The best invention of all time?
It turns out people really love having clean teeth. In MIT’s 2003 Lemelson Innovation Index survey, the Electric Toothbrush rated higher than cars, personal computers, or cellphones as the innovation respondents couldn’t live without.
A plastic-free future?
“It’s quite remarkable, actually, that the design [of the toothbrush] has stayed so similar throughout the years,” says Charlotte Fiell, a design historian from the U.K. “Basically, the function hasn’t changed, has it?”
But now designers are beginning to ask: Can we remake this essential object using little or no plastic?
The American Dental Association suggests that everyone replace their toothbrushes every three or four months. At that rate, brushers in the U.S. alone would go through over one billion toothbrushes each year. And if everyone around the world followed those recommendations, about 23 billion toothbrushes would get trashed annually. Most are traditional Bamboo Toothbrushes, but some 55 million U.S. brushers use electric toothbrushes each year, so some number of those plastic-handled, battery-containing objects also end up in the waste stream each year.
Many toothbrushes are unrecyclable because the composite plastics most are now made of are difficult, if not impossible, to break apart efficiently.

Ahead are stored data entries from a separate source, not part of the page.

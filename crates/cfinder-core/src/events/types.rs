//! Event payload types.

use std::path::PathBuf;

use crate::errors::Diagnostic;

/// Payload for `on_run_started`.
#[derive(Debug, Clone)]
pub struct RunStartedEvent {
    pub root: PathBuf,
    pub mode: &'static str,
    pub app_count: usize,
}

/// Payload for `on_app_started`.
#[derive(Debug, Clone)]
pub struct AppStartedEvent {
    pub app: String,
    pub file_count: usize,
}

/// Payload for `on_app_complete`.
#[derive(Debug, Clone)]
pub struct AppCompleteEvent {
    pub app: String,
    pub findings: usize,
    pub candidates: usize,
    pub missing: usize,
    pub schema_available: bool,
    pub elapsed_ms: u64,
}

/// Payload for `on_diagnostic`.
#[derive(Debug, Clone)]
pub struct DiagnosticEvent {
    pub diagnostic: Diagnostic,
}

/// Payload for `on_run_complete`.
#[derive(Debug, Clone)]
pub struct RunCompleteEvent {
    pub apps: usize,
    pub elapsed_ms: u64,
}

In response, some companies have pivoted back to natural material, like wood or boar bristles. Bamboo handles can solve part of the problem, but most of the bamboo brushes on the market still have nylon bristles, so at least that part of the brush has to be thrown away.

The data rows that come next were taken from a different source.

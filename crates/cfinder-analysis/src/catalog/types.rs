//! Pattern definitions: the TOML form and the compiled form.

use serde::{Deserialize, Serialize};

use crate::constraints::{Confidence, ConstraintKind, Effect};

/// A catalog file as written.
#[derive(Debug, Clone, Serialize, Deserialize)]
pub struct CatalogFile {
    pub version: Option<String>,
    pub name: Option<String>,
    #[serde(default)]
    pub patterns: Vec<PatternDef>,
}

/// One TOML-defined pattern.
#[derive(Debug, Clone, Serialize, Deserialize)]
pub struct PatternDef {
    pub id: String,
    pub kind: String,
    #[serde(default = "default_effect")]
    pub effect: String,
    #[serde(default = "default_confidence")]
    pub confidence: String,
    pub description: Option<String>,
    #[serde(default)]
    pub bindings: Vec<String>,
    #[serde(default)]
    pub slots: Vec<SlotDef>,
    pub unless: Option<SlotDef>,
    #[serde(default)]
    pub include_tests: bool,
    #[serde(default)]
    pub enabled: Option<bool>,
}

fn default_effect() -> String {
    "infer".to_string()
}

fn default_confidence() -> String {
    "exact".to_string()
}

/// One slot of a template: a shape or an `any` wildcard.
#[derive(Debug, Clone, Default, Serialize, Deserialize)]
pub struct SlotDef {
    pub shape: Option<String>,
    /// Wildcard: skip up to this many unrelated statements.
    pub any: Option<usize>,
    #[serde(default)]
    pub methods: Vec<String>,
    #[serde(default)]
    pub functions: Vec<String>,
    #[serde(default)]
    pub exclude: Vec<String>,
    #[serde(default)]
    pub skip_receivers: Vec<String>,
    #[serde(default)]
    pub skip_functions: Vec<String>,
    pub field_pattern: Option<String>,
}

/// Values a pattern can bind.
#[derive(Debug, Clone, Copy, PartialEq, Eq, Hash, PartialOrd, Ord, Serialize, Deserialize)]
#[serde(rename_all = "snake_case")]
pub enum Binding {
    Model,
    Field,
    Columns,
    RefModel,
    RefField,
    Predicate,
    Flow,
}

impl Binding {
    pub fn parse_str(s: &str) -> Option<Self> {
        match s {
            "model" => Some(Self::Model),
            "field" => Some(Self::Field),
            "columns" => Some(Self::Columns),
            "ref_model" => Some(Self::RefModel),
            "ref_field" => Some(Self::RefField),
            "predicate" => Some(Self::Predicate),
            "flow" => Some(Self::Flow),
            _ => None,
        }
    }

    pub fn name(&self) -> &'static str {
        match self {
            Self::Model => "model",
            Self::Field => "field",
            Self::Columns => "columns",
            Self::RefModel => "ref_model",
            Self::RefField => "ref_field",
            Self::Predicate => "predicate",
            Self::Flow => "flow",
        }
    }
}

/// Built-in structural shapes.
#[derive(Debug, Clone, Copy, PartialEq, Eq, Hash, Serialize, Deserialize)]
#[serde(rename_all = "snake_case")]
pub enum ShapeKind {
    /// `M.objects.get(a=.., b=..)`, `get_object_or_404(M, a=..)`.
    LookupCall,
    /// `obj.tags.add(x)`.
    M2mMutation,
    /// `if M.objects.filter(a=..).exists(): raise`.
    ExistenceGuard,
    /// `qs = M.objects.filter(a=..)`.
    QuerysetAssign,
    /// `if qs.exists(): raise` over a queryset variable.
    FlowExistenceGuard,
    /// `x.f + 1`, `x.f < y`, `x.f += 1`, `int(x.f)`.
    AttrOperand,
    /// `update(f=F("f") + 1)`.
    FExpression,
    /// `x.f.method()`.
    AttrDereference,
    /// `if x.f is None: raise`.
    NoneGuard,
    /// `assert x.f is not None`.
    NoneAssertion,
    /// `x.f = None`, `M(f=None)`.
    NoneAssignment,
    /// Any None test or truthiness test of `x.f`.
    NoneCheck,
    /// `Parent.objects.get(id=child.parent_id)`.
    FkLookup,
    /// `child.parent_id = parent.id`.
    FkAssign,
    /// `Child(parent_id=parent.id)`.
    FkKeyword,
    /// `Child.objects.filter(parent=p).delete()`.
    RelatedDelete,
    /// `p.delete()`.
    InstanceDelete,
    /// `if x.f < 0: raise`, `assert x.f >= 0`.
    ValueGuard,
}

impl ShapeKind {
    pub fn parse_str(s: &str) -> Option<Self> {
        let kind = match s {
            "lookup_call" => Self::LookupCall,
            "m2m_mutation" => Self::M2mMutation,
            "existence_guard" => Self::ExistenceGuard,
            "queryset_assign" => Self::QuerysetAssign,
            "flow_existence_guard" => Self::FlowExistenceGuard,
            "attr_operand" => Self::AttrOperand,
            "f_expression" => Self::FExpression,
            "attr_dereference" => Self::AttrDereference,
            "none_guard" => Self::NoneGuard,
            "none_assertion" => Self::NoneAssertion,
            "none_assignment" => Self::NoneAssignment,
            "none_check" => Self::NoneCheck,
            "fk_lookup" => Self::FkLookup,
            "fk_assign" => Self::FkAssign,
            "fk_keyword" => Self::FkKeyword,
            "related_delete" => Self::RelatedDelete,
            "instance_delete" => Self::InstanceDelete,
            "value_guard" => Self::ValueGuard,
            _ => return None,
        };
        Some(kind)
    }

    /// Bindings this shape produces.
    pub fn provides(&self) -> &'static [Binding] {
        use Binding::*;
        match self {
            Self::LookupCall | Self::ExistenceGuard => &[Model, Columns],
            Self::QuerysetAssign => &[Model, Columns, Flow],
            Self::FlowExistenceGuard => &[Flow, Columns],
            Self::M2mMutation
            | Self::AttrOperand
            | Self::FExpression
            | Self::AttrDereference
            | Self::NoneGuard
            | Self::NoneAssertion
            | Self::NoneAssignment
            | Self::NoneCheck => &[Model, Field],
            Self::FkLookup | Self::FkAssign | Self::FkKeyword => {
                &[Model, Field, RefModel, RefField]
            }
            Self::RelatedDelete => &[Model, Field, Flow],
            Self::InstanceDelete => &[Flow],
            Self::ValueGuard => &[Model, Field, Predicate],
        }
    }

    /// Shapes that only match against a `flow` bound by an earlier slot.
    pub fn consumes_flow(&self) -> bool {
        matches!(self, Self::FlowExistenceGuard | Self::InstanceDelete)
    }
}

/// Parameters of a compiled shape.
#[derive(Debug, Clone)]
pub struct ShapeSpec {
    pub kind: ShapeKind,
    pub methods: Vec<String>,
    pub functions: Vec<String>,
    pub exclude: Vec<String>,
    pub skip_receivers: Vec<String>,
    pub skip_functions: Vec<String>,
    pub field_pattern: Option<regex::Regex>,
}

impl ShapeSpec {
    pub fn new(kind: ShapeKind) -> Self {
        Self {
            kind,
            methods: Vec::new(),
            functions: Vec::new(),
            exclude: Vec::new(),
            skip_receivers: Vec::new(),
            skip_functions: Vec::new(),
            field_pattern: None,
        }
    }

    pub fn has_method(&self, name: &str) -> bool {
        self.methods.iter().any(|m| m == name)
    }

    pub fn has_function(&self, name: &str) -> bool {
        self.functions.iter().any(|f| f == name)
    }

    pub fn excludes(&self, name: &str) -> bool {
        self.exclude.iter().any(|e| e == name)
    }

    /// Field names accepted by `field_pattern` (all when unset).
    pub fn accepts_field(&self, field: &str) -> bool {
        self.field_pattern.as_ref().map_or(true, |re| re.is_match(field))
    }
}

/// One compiled template slot.
#[derive(Debug, Clone)]
pub enum Slot {
    Shape(ShapeSpec),
    Any { max: usize },
}

/// A compiled, immutable pattern.
#[derive(Debug, Clone)]
pub struct Pattern {
    pub id: String,
    pub kind: ConstraintKind,
    pub effect: Effect,
    pub confidence: Confidence,
    pub description: Option<String>,
    pub bindings: Vec<Binding>,
    pub template: Vec<Slot>,
    pub unless: Option<ShapeSpec>,
    pub include_tests: bool,
}

impl Pattern {
    /// Minimum statements a match spans.
    pub fn min_span(&self) -> usize {
        self.template
            .iter()
            .filter(|s| matches!(s, Slot::Shape(_)))
            .count()
    }
}

/// Catalog entry summary for listings.
#[derive(Debug, Clone, Serialize, Deserialize)]
pub struct PatternSummary {
    pub id: String,
    pub kind: ConstraintKind,
    pub effect: Effect,
    pub confidence: Confidence,
    pub slots: usize,
    pub include_tests: bool,
    pub description: Option<String>,
}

Other Special Toothbrushes, like the Radius, pack more, sturdier bristles into their heads. That helps them last longer so they need to be replaced less often—only two brushes a year instead of four.
Some companies have gone back to a design that was originally introduced nearly a century ago: toothbrushes with removable heads. Goodwell, in Portland, Oregon, produces metal handles it hopes brushers will keep for years. The head pops out when the bristles wear down, and a new one snaps in, reducing the total amount of waste to less than 30 percent of a normal brush, says Patrick Triato, one of the company’s founders.

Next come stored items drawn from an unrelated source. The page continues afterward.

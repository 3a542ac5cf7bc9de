//! Pattern matcher errors.

use std::path::PathBuf;

use super::error_code::{self, CfinderErrorCode};

/// Errors raised while matching a file against the catalog.
#[derive(Debug, thiserror::Error)]
pub enum MatchError {
    #[error("Matching {path} exceeded the {budget_ms}ms budget")]
    BudgetExceeded { path: PathBuf, budget_ms: u64 },
}

impl CfinderErrorCode for MatchError {
    fn error_code(&self) -> &'static str {
        error_code::MATCH_TIMEOUT
    }
}
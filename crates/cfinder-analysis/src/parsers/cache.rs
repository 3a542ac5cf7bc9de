//! Parse cache: Moka in-memory, keyed by (content_hash, language).
//!
//! Vendored copies of the same file across applications are parsed once per
//! run.

use std::sync::Arc;

use moka::sync::Cache;

use super::types::RepresentationTree;
use crate::scanner::language_detect::Language;

type CacheKey = (u64, Language);

/// In-memory parse cache using Moka (TinyLFU admission).
pub struct ParseCache {
    inner: Cache<CacheKey, Arc<RepresentationTree>>,
}

impl ParseCache {
    pub fn new(capacity: u64) -> Self {
        Self {
            inner: Cache::new(capacity),
        }
    }

    pub fn get(&self, content_hash: u64, lang: Language) -> Option<Arc<RepresentationTree>> {
        self.inner.get(&(content_hash, lang))
    }

    pub fn insert(&self, content_hash: u64, lang: Language, tree: Arc<RepresentationTree>) {
        self.inner.insert((content_hash, lang), tree);
    }

    /// Approximate entry count (Moka updates it lazily).
    pub fn entry_count(&self) -> u64 {
        self.inner.run_pending_tasks();
        self.inner.entry_count()
    }
}

impl Default for ParseCache {
    fn default() -> Self {
        Self::new(cfinder_core::constants::DEFAULT_PARSE_CACHE_CAPACITY)
    }
}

Maintaining good Oral Care is essential to maintaining good overall health. The goal of proper oral hygiene is to remove or prevent formation and buildup of plaque and tartar, to prevent dental caries and periodontal disease, and to decrease the incidence of halitosis.
Results of patient surveys clearly demonstrate that many are unaware of the importance of practicing good oral hygiene and its connection to overall health. For example, results from a May 2012 survey conducted by the American Dental Association regarding oral health found that many people are not certain of basic information regarding proper dental care, recommended replacement time frame for toothbrushes, and causes of dental caries.1 In addition, new findings from the Centers for Disease Control and Prevention (CDC) show that approximately 50% of people 30 years and older have some degree of periodontal disease.2,3 Routine oral health is important, but only an estimated 44.5% of people obtain professional dental care on a regular basis.4,5 Clinical studies have shown that those with poor oral hygiene are at increased risk of developing various oral health problems. Poor oral hygiene is directly responsible for increased incidence of dental caries, periodontal disease, halitosis, oral pain, and discomfort for denture wearers.4 In addition, some clinical studies have indicated a link between some oral cancers and poor dental and oral hygiene.